> _Task item_
Each line in the listing below that holds "message" should be counted; reply with that number only.

***** Provided data *****

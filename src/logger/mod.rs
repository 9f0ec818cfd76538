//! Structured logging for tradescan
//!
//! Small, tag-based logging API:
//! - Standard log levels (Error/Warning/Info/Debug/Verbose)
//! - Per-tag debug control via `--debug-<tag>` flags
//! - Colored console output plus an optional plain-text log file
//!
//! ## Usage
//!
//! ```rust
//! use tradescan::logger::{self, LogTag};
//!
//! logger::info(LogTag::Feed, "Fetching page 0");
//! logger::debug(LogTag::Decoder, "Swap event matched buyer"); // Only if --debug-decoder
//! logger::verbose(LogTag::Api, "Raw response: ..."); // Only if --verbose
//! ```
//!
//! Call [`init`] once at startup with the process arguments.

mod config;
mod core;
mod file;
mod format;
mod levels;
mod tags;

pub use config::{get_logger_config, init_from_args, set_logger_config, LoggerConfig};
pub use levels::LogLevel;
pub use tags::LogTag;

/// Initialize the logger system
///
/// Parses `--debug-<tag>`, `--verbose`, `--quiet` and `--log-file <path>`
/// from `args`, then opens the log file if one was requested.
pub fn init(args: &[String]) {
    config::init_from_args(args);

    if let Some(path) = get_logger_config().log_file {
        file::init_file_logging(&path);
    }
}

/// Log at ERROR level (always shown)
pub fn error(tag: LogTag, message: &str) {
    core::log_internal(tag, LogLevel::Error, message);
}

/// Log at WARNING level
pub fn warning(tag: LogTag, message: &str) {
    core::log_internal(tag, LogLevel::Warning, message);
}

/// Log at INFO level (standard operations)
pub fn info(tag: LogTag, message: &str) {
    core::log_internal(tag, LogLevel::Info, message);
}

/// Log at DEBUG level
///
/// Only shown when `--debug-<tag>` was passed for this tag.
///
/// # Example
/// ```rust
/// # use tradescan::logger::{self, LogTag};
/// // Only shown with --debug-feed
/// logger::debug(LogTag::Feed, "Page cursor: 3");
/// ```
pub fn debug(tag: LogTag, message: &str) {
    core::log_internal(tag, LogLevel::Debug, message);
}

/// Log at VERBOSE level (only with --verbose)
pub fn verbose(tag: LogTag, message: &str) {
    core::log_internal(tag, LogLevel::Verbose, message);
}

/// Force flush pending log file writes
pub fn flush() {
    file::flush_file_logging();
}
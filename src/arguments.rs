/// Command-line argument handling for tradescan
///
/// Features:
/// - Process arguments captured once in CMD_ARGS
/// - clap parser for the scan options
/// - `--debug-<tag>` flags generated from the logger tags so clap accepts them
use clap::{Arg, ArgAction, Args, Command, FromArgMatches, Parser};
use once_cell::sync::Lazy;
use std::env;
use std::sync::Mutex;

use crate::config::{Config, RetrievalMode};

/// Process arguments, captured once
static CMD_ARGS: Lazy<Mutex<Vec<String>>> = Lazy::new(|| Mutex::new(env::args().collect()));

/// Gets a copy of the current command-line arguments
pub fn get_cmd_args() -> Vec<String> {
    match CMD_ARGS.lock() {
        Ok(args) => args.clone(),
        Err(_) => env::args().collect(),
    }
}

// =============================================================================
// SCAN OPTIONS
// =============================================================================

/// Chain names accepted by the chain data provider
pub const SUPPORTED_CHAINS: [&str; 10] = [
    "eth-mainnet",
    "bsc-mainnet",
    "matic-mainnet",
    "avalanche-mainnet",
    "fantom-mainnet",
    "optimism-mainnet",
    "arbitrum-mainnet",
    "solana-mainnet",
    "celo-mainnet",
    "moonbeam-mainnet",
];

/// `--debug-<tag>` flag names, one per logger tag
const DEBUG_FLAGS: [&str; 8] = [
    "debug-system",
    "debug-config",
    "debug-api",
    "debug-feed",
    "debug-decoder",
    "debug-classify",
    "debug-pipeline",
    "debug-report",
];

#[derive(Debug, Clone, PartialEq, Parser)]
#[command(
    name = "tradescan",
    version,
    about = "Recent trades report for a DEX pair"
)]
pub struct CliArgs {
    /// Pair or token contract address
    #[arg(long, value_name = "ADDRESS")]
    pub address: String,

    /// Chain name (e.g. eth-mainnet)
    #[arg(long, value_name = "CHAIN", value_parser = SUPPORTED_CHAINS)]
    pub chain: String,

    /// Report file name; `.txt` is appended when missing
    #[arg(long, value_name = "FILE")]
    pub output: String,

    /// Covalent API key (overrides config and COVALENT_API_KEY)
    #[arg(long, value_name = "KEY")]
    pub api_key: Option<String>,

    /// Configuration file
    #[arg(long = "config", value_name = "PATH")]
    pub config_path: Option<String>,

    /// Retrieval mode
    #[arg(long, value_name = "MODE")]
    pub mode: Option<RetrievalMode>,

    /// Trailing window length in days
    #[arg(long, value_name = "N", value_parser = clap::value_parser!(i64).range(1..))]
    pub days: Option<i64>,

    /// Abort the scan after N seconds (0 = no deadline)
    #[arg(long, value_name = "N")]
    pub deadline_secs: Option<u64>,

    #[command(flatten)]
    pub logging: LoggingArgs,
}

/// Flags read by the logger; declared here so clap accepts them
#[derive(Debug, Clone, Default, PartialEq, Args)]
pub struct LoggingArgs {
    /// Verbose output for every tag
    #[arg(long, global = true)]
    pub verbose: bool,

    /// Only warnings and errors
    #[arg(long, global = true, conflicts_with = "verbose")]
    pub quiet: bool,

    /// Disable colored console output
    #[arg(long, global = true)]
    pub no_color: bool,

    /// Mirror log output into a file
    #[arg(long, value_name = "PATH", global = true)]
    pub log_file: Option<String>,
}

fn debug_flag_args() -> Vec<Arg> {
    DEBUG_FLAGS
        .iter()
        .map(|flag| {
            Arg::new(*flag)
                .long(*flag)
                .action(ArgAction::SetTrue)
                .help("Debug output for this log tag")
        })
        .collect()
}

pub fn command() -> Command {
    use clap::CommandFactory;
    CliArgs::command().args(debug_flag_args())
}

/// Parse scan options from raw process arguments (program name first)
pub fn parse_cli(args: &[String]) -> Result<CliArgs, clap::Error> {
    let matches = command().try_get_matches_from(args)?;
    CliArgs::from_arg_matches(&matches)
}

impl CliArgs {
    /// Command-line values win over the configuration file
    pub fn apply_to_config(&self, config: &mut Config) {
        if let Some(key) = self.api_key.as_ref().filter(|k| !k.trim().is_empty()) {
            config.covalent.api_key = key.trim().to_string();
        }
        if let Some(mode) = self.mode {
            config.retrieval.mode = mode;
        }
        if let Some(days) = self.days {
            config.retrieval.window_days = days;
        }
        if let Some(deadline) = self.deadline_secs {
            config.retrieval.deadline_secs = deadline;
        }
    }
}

*****

> _Your response_
10